Stored data entries
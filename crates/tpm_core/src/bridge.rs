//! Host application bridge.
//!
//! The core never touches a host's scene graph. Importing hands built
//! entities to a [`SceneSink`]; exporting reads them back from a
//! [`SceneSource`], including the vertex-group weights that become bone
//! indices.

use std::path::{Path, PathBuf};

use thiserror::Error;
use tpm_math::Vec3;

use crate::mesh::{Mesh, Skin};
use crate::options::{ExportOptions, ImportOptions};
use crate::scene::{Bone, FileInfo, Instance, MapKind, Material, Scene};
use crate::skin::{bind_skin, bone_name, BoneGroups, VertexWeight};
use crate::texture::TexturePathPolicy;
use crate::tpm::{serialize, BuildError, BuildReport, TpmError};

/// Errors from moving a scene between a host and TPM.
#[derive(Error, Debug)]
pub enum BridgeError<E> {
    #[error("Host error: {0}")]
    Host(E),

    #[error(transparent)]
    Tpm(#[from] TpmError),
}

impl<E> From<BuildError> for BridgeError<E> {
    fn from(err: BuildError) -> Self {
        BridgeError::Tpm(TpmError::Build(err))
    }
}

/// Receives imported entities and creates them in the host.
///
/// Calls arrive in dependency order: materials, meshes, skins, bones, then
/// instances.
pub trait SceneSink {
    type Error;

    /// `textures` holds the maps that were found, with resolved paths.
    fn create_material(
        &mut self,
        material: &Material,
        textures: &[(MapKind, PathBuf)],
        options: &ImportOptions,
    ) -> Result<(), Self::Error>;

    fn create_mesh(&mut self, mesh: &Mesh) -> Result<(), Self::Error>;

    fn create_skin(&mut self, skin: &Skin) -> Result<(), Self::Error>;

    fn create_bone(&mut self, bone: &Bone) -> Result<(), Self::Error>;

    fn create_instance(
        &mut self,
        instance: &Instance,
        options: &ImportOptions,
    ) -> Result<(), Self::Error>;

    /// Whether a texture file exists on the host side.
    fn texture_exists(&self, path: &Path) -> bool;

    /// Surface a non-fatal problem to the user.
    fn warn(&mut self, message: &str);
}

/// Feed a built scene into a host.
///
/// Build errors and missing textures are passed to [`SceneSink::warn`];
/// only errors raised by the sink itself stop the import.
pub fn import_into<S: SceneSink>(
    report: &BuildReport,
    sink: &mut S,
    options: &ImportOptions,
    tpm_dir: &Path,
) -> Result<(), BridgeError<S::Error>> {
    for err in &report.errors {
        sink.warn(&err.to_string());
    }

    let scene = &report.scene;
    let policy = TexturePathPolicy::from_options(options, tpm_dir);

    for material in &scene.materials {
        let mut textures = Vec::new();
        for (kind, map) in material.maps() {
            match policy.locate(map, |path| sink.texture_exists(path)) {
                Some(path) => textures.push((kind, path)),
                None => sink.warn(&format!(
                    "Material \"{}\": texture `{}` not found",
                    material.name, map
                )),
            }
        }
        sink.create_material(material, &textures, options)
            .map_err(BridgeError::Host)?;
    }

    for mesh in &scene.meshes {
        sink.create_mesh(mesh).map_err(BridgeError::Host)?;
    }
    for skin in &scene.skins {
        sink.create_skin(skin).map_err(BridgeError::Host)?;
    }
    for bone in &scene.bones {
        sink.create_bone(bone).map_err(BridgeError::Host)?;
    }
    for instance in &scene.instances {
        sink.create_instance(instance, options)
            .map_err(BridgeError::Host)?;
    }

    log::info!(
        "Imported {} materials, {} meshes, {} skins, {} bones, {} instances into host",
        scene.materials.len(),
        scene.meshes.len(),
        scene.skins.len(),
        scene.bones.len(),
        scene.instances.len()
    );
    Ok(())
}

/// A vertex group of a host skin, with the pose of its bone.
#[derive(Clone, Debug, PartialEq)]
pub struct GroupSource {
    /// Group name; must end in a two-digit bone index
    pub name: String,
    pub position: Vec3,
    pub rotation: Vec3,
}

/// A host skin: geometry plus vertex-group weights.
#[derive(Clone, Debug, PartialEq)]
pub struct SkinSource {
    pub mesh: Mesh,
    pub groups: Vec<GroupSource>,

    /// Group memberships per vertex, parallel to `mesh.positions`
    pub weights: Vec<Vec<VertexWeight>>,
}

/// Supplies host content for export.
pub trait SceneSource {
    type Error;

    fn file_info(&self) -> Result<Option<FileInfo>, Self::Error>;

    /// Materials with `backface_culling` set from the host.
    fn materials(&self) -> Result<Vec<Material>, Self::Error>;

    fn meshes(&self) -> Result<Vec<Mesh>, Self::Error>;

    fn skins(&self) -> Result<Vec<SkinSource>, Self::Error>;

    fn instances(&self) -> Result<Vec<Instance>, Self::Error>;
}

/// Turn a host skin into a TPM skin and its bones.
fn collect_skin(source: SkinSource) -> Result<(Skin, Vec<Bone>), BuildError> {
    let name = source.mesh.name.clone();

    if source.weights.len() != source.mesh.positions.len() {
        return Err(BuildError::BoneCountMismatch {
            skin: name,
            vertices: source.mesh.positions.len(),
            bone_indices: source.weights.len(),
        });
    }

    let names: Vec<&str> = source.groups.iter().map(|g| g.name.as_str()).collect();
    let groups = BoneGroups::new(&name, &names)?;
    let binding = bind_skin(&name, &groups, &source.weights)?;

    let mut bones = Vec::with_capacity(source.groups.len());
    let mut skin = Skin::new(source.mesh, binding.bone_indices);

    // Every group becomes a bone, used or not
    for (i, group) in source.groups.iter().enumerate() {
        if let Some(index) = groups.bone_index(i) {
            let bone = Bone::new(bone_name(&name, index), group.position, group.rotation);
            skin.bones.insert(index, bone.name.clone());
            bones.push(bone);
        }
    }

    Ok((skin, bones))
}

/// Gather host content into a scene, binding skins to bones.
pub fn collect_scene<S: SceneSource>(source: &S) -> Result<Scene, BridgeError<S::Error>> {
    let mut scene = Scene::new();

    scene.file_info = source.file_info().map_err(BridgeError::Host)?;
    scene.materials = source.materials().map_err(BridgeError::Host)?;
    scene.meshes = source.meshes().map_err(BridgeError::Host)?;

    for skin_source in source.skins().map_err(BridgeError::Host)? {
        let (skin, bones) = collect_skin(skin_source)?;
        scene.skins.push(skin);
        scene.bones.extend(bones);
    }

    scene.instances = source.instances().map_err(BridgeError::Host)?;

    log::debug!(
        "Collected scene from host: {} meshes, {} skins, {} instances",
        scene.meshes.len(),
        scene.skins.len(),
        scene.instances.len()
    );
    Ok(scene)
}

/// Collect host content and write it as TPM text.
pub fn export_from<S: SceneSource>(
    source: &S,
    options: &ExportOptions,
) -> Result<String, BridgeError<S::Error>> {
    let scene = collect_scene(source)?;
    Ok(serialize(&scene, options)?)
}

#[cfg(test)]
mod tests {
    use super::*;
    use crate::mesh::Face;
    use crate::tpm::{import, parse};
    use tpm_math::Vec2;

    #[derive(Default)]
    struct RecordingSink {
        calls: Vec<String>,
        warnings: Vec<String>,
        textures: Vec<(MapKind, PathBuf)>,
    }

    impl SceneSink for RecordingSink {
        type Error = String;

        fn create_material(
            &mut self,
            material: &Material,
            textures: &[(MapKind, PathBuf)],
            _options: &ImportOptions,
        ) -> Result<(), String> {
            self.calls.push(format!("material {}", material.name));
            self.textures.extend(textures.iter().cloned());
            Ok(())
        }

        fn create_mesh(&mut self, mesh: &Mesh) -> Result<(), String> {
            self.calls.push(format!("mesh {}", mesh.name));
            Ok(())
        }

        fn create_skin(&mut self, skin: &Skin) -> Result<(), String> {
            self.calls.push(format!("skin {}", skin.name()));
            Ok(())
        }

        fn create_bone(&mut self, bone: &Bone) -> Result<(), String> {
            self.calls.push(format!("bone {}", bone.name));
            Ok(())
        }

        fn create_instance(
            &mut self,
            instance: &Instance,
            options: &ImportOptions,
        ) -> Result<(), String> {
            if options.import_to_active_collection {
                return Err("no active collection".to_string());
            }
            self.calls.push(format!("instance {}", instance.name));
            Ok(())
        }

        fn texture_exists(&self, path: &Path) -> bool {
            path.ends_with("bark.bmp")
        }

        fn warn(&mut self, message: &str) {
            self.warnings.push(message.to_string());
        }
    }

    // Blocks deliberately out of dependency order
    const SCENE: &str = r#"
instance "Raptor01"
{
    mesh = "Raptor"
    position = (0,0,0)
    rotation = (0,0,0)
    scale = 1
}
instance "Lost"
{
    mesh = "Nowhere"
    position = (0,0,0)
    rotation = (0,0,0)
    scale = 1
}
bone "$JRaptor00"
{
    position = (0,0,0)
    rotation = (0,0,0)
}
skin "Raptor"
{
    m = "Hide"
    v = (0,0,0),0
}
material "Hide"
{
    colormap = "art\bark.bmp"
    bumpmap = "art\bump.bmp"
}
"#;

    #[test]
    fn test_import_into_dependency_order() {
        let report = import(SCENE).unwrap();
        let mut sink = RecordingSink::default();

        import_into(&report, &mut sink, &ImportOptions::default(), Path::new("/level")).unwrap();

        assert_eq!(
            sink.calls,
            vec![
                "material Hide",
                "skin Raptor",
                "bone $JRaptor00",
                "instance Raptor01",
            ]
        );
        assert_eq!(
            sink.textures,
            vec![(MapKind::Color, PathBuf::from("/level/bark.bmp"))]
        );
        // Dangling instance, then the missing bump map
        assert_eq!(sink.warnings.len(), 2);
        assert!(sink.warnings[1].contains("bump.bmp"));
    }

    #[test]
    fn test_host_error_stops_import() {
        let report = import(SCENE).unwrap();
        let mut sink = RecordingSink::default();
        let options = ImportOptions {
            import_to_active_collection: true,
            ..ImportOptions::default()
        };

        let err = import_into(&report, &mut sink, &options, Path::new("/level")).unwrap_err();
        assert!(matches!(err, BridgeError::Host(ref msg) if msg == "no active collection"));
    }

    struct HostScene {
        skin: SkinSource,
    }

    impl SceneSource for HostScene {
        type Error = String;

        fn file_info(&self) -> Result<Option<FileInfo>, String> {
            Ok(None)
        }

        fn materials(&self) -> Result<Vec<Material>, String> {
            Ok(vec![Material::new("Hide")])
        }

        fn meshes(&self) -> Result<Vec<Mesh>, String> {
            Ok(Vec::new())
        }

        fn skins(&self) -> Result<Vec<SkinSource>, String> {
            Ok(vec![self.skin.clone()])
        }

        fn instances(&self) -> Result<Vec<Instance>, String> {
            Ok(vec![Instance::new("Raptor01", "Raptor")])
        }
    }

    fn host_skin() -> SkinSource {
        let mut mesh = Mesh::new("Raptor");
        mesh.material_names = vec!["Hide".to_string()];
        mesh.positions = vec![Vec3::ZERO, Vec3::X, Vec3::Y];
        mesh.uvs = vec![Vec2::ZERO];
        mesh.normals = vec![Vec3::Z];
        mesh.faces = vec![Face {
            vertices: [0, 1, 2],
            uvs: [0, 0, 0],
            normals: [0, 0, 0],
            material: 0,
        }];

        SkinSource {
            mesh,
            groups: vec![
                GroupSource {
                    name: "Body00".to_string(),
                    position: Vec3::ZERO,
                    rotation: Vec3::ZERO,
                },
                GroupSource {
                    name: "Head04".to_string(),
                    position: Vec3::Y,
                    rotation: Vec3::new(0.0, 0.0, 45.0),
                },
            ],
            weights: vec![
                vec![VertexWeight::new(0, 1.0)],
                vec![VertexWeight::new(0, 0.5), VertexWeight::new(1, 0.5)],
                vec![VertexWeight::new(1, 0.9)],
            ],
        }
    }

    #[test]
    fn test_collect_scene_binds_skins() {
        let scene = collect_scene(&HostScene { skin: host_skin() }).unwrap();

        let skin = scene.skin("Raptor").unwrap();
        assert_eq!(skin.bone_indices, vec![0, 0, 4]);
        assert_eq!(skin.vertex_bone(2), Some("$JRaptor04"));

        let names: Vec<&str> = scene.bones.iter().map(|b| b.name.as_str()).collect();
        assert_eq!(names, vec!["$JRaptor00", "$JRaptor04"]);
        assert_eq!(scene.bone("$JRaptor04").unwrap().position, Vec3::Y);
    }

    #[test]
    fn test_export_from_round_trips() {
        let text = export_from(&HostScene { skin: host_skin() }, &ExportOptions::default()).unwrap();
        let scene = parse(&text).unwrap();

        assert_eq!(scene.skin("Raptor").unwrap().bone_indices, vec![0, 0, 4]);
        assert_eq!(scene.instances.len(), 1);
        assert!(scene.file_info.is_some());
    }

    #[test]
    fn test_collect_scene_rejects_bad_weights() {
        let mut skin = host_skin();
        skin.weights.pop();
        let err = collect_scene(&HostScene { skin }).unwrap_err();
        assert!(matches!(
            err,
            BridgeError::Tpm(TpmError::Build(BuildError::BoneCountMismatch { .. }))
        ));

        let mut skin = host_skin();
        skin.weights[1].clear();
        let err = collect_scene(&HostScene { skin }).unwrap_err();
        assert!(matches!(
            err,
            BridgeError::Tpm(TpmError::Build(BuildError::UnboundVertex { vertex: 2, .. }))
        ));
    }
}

--

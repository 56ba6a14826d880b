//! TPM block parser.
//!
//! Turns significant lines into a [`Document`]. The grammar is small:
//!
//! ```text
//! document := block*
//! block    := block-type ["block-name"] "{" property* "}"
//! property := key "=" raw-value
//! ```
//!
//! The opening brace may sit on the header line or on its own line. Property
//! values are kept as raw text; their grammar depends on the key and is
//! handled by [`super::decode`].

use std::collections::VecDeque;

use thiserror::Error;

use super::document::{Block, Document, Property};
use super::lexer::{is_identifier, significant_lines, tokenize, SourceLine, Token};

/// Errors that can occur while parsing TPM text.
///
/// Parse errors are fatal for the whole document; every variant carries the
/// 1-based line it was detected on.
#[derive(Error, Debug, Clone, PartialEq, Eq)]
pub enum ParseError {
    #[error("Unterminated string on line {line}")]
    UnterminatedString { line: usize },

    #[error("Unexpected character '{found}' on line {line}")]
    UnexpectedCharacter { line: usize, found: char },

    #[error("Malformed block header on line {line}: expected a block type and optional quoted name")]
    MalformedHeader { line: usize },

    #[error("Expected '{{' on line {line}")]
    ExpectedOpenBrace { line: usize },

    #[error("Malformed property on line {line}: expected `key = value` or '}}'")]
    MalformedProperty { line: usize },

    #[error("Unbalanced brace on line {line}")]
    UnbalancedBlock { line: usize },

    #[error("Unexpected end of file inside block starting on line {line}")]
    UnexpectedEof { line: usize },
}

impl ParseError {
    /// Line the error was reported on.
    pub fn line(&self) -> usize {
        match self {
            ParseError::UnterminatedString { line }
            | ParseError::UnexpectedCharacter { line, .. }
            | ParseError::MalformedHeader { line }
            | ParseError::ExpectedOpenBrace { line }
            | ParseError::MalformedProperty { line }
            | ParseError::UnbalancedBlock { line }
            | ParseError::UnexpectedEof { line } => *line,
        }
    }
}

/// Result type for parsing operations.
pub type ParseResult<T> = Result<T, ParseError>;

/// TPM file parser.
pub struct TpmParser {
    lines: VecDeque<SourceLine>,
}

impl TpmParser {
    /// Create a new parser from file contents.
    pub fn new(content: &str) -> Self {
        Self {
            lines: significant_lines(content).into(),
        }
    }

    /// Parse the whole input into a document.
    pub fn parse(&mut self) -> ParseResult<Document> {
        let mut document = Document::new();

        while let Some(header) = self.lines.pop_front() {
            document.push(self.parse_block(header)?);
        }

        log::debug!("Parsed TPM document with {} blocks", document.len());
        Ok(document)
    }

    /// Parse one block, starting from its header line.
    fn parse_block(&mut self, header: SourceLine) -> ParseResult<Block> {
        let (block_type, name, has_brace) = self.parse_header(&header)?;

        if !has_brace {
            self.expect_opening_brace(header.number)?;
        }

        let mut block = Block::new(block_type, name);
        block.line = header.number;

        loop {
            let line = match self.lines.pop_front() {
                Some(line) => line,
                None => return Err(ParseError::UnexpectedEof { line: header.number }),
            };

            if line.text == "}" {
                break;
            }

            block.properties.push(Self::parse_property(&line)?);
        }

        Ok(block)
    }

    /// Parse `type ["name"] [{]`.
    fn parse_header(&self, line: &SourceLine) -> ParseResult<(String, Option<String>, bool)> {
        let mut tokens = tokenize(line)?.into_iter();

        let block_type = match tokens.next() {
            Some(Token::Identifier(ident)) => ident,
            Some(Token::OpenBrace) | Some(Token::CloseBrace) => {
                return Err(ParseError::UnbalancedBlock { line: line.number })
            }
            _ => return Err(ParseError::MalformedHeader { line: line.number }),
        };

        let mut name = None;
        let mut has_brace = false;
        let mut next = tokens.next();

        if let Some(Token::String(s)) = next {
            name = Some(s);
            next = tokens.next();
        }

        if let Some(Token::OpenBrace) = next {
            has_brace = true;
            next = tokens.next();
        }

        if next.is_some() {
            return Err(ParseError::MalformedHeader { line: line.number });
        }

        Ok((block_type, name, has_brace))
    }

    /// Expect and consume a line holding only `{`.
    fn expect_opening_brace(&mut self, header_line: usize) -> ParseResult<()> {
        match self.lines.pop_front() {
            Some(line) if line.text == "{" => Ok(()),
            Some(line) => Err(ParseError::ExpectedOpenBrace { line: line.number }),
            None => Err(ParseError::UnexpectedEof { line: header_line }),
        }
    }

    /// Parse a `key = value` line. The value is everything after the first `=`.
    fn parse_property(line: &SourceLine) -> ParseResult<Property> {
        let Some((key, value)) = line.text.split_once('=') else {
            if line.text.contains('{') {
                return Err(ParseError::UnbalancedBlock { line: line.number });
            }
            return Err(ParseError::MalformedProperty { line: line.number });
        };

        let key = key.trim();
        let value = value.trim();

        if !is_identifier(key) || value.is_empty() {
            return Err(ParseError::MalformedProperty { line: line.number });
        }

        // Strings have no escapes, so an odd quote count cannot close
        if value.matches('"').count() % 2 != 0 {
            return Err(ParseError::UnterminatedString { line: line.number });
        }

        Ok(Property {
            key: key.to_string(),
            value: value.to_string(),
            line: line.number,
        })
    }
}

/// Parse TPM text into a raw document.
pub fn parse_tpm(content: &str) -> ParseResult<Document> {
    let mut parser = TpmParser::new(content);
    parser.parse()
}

_WHAT YOU SHOULD DO_
When the word "maps" shows up in a line of the entries, report that line.

_ANSWER TO THE EXERCISE_
    /// `textures` holds the maps that were found, with resolved paths.
        for (kind, map) in material.maps() {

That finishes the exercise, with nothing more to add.